This design by mid-century Danish master Arne Jacobsen didn’t just win the most prestigious award at the Milan Trienniale – it was named for it. Originally introduced at an exhibition at the Danish Museum of Art and Design in 1957, it was displayed later that year in Milan where it took the Grand Prix award, as well as the name. It’s no surprise. Jacobsen applied his expert understanding of the human form and wood molding techniques to create this lightweight, stackable, contract-quality seat, which remains an ideal choice for a wide range of commercial and residential applications. The molded plywood seat and back are shaped to comfortably support the body. Stackable up to 6 (or 12 high with the dolly, available by special order) for compact storage. This is the authentic Grand Prix Chair by Republic of Fritz Hansen. Made in Denmark.
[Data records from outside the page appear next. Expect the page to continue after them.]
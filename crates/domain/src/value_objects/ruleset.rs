//! Ruleset catalog - the fixed set of allowed budget totals
//!
//! A ruleset bundles a points budget with a short pitch shown in the
//! create-game picker. The list is code-resident reference data; users
//! never edit it.

/// A selectable points budget for a match
#[derive(Debug, Clone, Copy, PartialEq)]
pub struct Ruleset {
    /// Stable key, also used as the picker option value
    pub id: &'static str,
    /// Display label
    pub label: &'static str,
    /// Points budget granted to each army
    pub budget: f64,
    /// One-line pitch for the picker
    pub description: &'static str,
}

const RULESETS: &[Ruleset] = &[
    Ruleset {
        id: "40",
        label: "40 points",
        budget: 40.0,
        description: "Fast draft, lean armies. Great for quick games and sharp decisions.",
    },
    Ruleset {
        id: "80",
        label: "80 points",
        budget: 80.0,
        description: "Balanced budget. Flexible builds with room for a signature piece.",
    },
    Ruleset {
        id: "120",
        label: "120 points",
        budget: 120.0,
        description: "Wider compositions and more tactical variety.",
    },
    Ruleset {
        id: "160",
        label: "160 points",
        budget: 160.0,
        description: "Big brain mode. Field almost everything and plan around it.",
    },
    Ruleset {
        id: "400",
        label: "400 points",
        budget: 400.0,
        description: "Sandbox budget for testing compositions without constraints.",
    },
];

impl Ruleset {
    /// All selectable rulesets, smallest budget first
    pub fn all() -> &'static [Ruleset] {
        RULESETS
    }

    /// Look up a ruleset by id, falling back to the first entry
    pub fn by_id(id: &str) -> Ruleset {
        RULESETS
            .iter()
            .find(|r| r.id == id)
            .copied()
            .unwrap_or(RULESETS[0])
    }

    /// Default budget total for new point sets (smallest allowed)
    pub fn default_total() -> f64 {
        RULESETS[0].budget
    }

    /// Whether a total matches one of the allowed budgets
    pub fn is_allowed_total(total: f64) -> bool {
        RULESETS.iter().any(|r| r.budget == total)
    }
}

#[cfg(test)]
mod tests {
    use super::*;

    #[test]
    fn test_default_total_is_smallest() {
        assert_eq!(Ruleset::default_total(), 40.0);
        assert!(Ruleset::all()
            .windows(2)
            .all(|pair| pair[0].budget < pair[1].budget));
    }

    #[test]
    fn test_by_id_falls_back_to_first() {
        assert_eq!(Ruleset::by_id("120").budget, 120.0);
        assert_eq!(Ruleset::by_id("nope").budget, 40.0);
    }

    #[test]
    fn test_is_allowed_total() {
        assert!(Ruleset::is_allowed_total(400.0));
        assert!(!Ruleset::is_allowed_total(50.0));
    }
}
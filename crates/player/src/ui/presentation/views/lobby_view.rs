//! Lobby view
//!
//! Entry screen: create a game (ruleset picker), join a game (match
//! code stub), and a short ruleset explainer. Creating a game opens a
//! fresh point set with the chosen budget and navigates to the draft.

use dioxus::prelude::*;

use vanguard_domain::Ruleset;

use crate::ui::presentation::components::Modal;
use crate::ui::presentation::state::{use_draft_state, use_toast_state, Severity};
use crate::ui::routes::Route;
use crate::ui::use_platform;

#[derive(Clone, Copy, PartialEq, Eq)]
enum LobbyDialog {
    None,
    Create,
    Join,
    Explainer,
}

#[component]
pub fn LobbyView() -> Element {
    let platform = use_platform();
    let draft = use_draft_state();
    let mut toasts = use_toast_state();
    let navigator = use_navigator();

    let mut dialog = use_signal(|| LobbyDialog::None);
    let mut ruleset_id = use_signal(|| Ruleset::all()[0].id.to_string());
    let mut join_code = use_signal(String::new);

    {
        let platform = platform.clone();
        use_effect(move || platform.set_page_title("Vanguard Lobby"));
    }

    let create_game = {
        let draft = draft.clone();
        let platform = platform.clone();
        move |_| {
            let ruleset = Ruleset::by_id(&ruleset_id());
            draft.act(|session| {
                session.create_set_with_total(ruleset.budget);
            });
            toasts.notify(
                &platform,
                Severity::Success,
                "Game created",
                &format!("{} budget selected. Draft your army.", ruleset.label),
            );
            dialog.set(LobbyDialog::None);
            navigator.push(Route::DraftView {});
        }
    };
    let join_game = {
        let platform = platform.clone();
        move |_| {
            let code = join_code().trim().to_string();
            if code.len() < 4 {
                toasts.notify(
                    &platform,
                    Severity::Error,
                    "Invalid code",
                    "Enter a match code of at least 4 characters.",
                );
                return;
            }
            toasts.notify(
                &platform,
                Severity::Info,
                "Join game",
                &format!("Tried to join code {}. Matchmaking is not wired up yet.", code.to_uppercase()),
            );
            dialog.set(LobbyDialog::None);
            join_code.set(String::new());
        }
    };

    rsx! {
        main { class: "lobby",
            h1 { class: "lobby-title", "Vanguard" }
            p { class: "tagline", "Draft a custom chess army, then take it to battle." }
            div { class: "lobby-actions",
                button {
                    class: "btn btn-primary btn-large",
                    onclick: move |_| dialog.set(LobbyDialog::Create),
                    "Create game"
                }
                button {
                    class: "btn btn-large",
                    onclick: move |_| dialog.set(LobbyDialog::Join),
                    "Join game"
                }
            }
            button {
                class: "link-button",
                onclick: move |_| dialog.set(LobbyDialog::Explainer),
                "What is a ruleset?"
            }
        }
        match dialog() {
            LobbyDialog::None => rsx! {},
            LobbyDialog::Create => rsx! {
                Modal {
                    title: "Create game",
                    subtitle: "Choose a ruleset (points budget + piece catalog). A match code comes later.".to_string(),
                    primary_text: "Continue",
                    secondary_text: "Not now".to_string(),
                    on_primary: create_game,
                    on_secondary: move |_| dialog.set(LobbyDialog::None),
                    div { class: "field",
                        label { "Ruleset / points budget" }
                        select {
                            class: "select",
                            onchange: move |evt: Event<FormData>| ruleset_id.set(evt.value()),
                            for ruleset in Ruleset::all() {
                                option {
                                    value: ruleset.id,
                                    selected: ruleset.id == ruleset_id(),
                                    "{ruleset.label}"
                                }
                            }
                        }
                        p { class: "hint", "{Ruleset::by_id(&ruleset_id()).description}" }
                    }
                }
            },
            LobbyDialog::Join => rsx! {
                Modal {
                    title: "Join game",
                    subtitle: "Enter a match code. This is UI-only for now.".to_string(),
                    primary_text: "Join",
                    secondary_text: "Cancel".to_string(),
                    on_primary: join_game,
                    on_secondary: move |_| dialog.set(LobbyDialog::None),
                    div { class: "field",
                        label { "Match code" }
                        input {
                            class: "text-input",
                            placeholder: "e.g. KN1GHT",
                            value: "{join_code}",
                            oninput: move |evt: Event<FormData>| join_code.set(evt.value()),
                        }
                    }
                }
            },
            LobbyDialog::Explainer => rsx! {
                Modal {
                    title: "What is a ruleset?",
                    subtitle: "A neat little package of game rules for drafting and play.".to_string(),
                    primary_text: "Got it",
                    on_primary: move |_| dialog.set(LobbyDialog::None),
                    p { class: "hint",
                        "A ruleset bundles the points budget with the piece catalog rules. "
                        "One ruleset might allow a lean 40-point army, another a 400-point sandbox."
                    }
                }
            },
        }
    }
}
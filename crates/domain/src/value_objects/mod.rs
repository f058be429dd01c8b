//! Value objects for the drafting domain

mod piece;
mod point_set;
mod ruleset;

pub use piece::{kebab_case, Piece};
pub use point_set::{PointSet, DEFAULT_POINT_SET_NAME, NEW_POINT_SET_NAME};
pub use ruleset::Ruleset;
//! Point set list panel
//!
//! The left panel of the draft view: the paginated point-set list with
//! create, select, duplicate and delete actions. Deletion routes
//! through the shared confirm dialog.

use dioxus::prelude::*;

use vanguard_domain::budget;

use crate::ui::presentation::state::{use_confirm_state, use_draft_state};

#[component]
pub fn PointSetPanel() -> Element {
    let draft = use_draft_state();

    let (visible, selected_id, page, pages, is_empty) = draft.with(|session| {
        (
            session.visible_sets().to_vec(),
            session.selected_set_id().map(str::to_string),
            session.page_index(),
            session.page_count(),
            session.point_sets().is_empty(),
        )
    });

    let create = {
        let draft = draft.clone();
        move |_| {
            draft.act(|session| {
                session.create_set();
            })
        }
    };
    let prev_page = {
        let draft = draft.clone();
        move |_| draft.act(|session| session.set_page(session.page_index() as i64 - 1))
    };
    let next_page = {
        let draft = draft.clone();
        move |_| draft.act(|session| session.set_page(session.page_index() as i64 + 1))
    };

    rsx! {
        aside { class: "panel panel-sets",
            header { class: "panel-header",
                h2 { "Point sets" }
                button { class: "btn btn-primary", onclick: create, "New set" }
            }
            if is_empty {
                p { class: "hint", "Nothing here yet. Create a point set to start pricing pieces." }
            }
            ul { class: "set-list",
                for set in visible {
                    PointSetRow {
                        key: "{set.id}",
                        set_id: set.id.clone(),
                        name: set.name.clone(),
                        total_points: set.total_points,
                        selected: selected_id.as_deref() == Some(set.id.as_str()),
                    }
                }
            }
            if pages > 1 {
                nav { class: "pager",
                    button { class: "btn", disabled: page <= 1, onclick: prev_page, "Prev" }
                    span { class: "pager-label", "Page {page} of {pages}" }
                    button { class: "btn", disabled: page >= pages, onclick: next_page, "Next" }
                }
            }
        }
    }
}

#[component]
fn PointSetRow(set_id: String, name: String, total_points: f64, selected: bool) -> Element {
    let draft = use_draft_state();
    let mut confirm = use_confirm_state();

    let select = {
        let draft = draft.clone();
        let id = set_id.clone();
        move |_| draft.act(|session| session.select_set(&id))
    };
    let duplicate = {
        let draft = draft.clone();
        let id = set_id.clone();
        move |evt: Event<MouseData>| {
            evt.stop_propagation();
            draft.act(|session| session.duplicate_set(&id));
        }
    };
    let delete = {
        let draft = draft.clone();
        let id = set_id.clone();
        let display = name.clone();
        move |evt: Event<MouseData>| {
            evt.stop_propagation();
            let draft = draft.clone();
            let id = id.clone();
            confirm.request(
                format!("Delete \"{display}\"?"),
                "The point set and all its piece costs are removed permanently.".to_string(),
                "Delete",
                move || draft.act(|session| session.delete_set(&id)),
            );
        }
    };

    let row_class = if selected { "set-row set-row-selected" } else { "set-row" };
    let badge = budget::format_points(total_points);

    rsx! {
        li { class: "{row_class}", onclick: select,
            div { class: "set-row-main",
                span { class: "set-name", "{name}" }
                span { class: "set-badge", "{badge} pts" }
            }
            div { class: "set-row-actions",
                button { class: "btn btn-small", onclick: duplicate, "Duplicate" }
                button { class: "btn btn-small btn-danger", onclick: delete, "Delete" }
            }
        }
    }
}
Choose from nine options of Colored Ash, a durable stain that keeps the wood grain visible, making each chair unique.
Pressure-molded sliced veneer shell with outer layer in colored ash veneer; tubular steel frame with polished-chrome finish.
Arne Jacobsen bought a plywood chair designed by Charles Eames and installed it in his own studio, where it inspired one of the most commercially successful chair models in design history. The three-legged Ant chair (1951) sold in millions and is considered a classic today. It consists of two simple elements: tubular steel legs and a springy seat and back formed out of a continuous piece of plywood in a range of vivid colors.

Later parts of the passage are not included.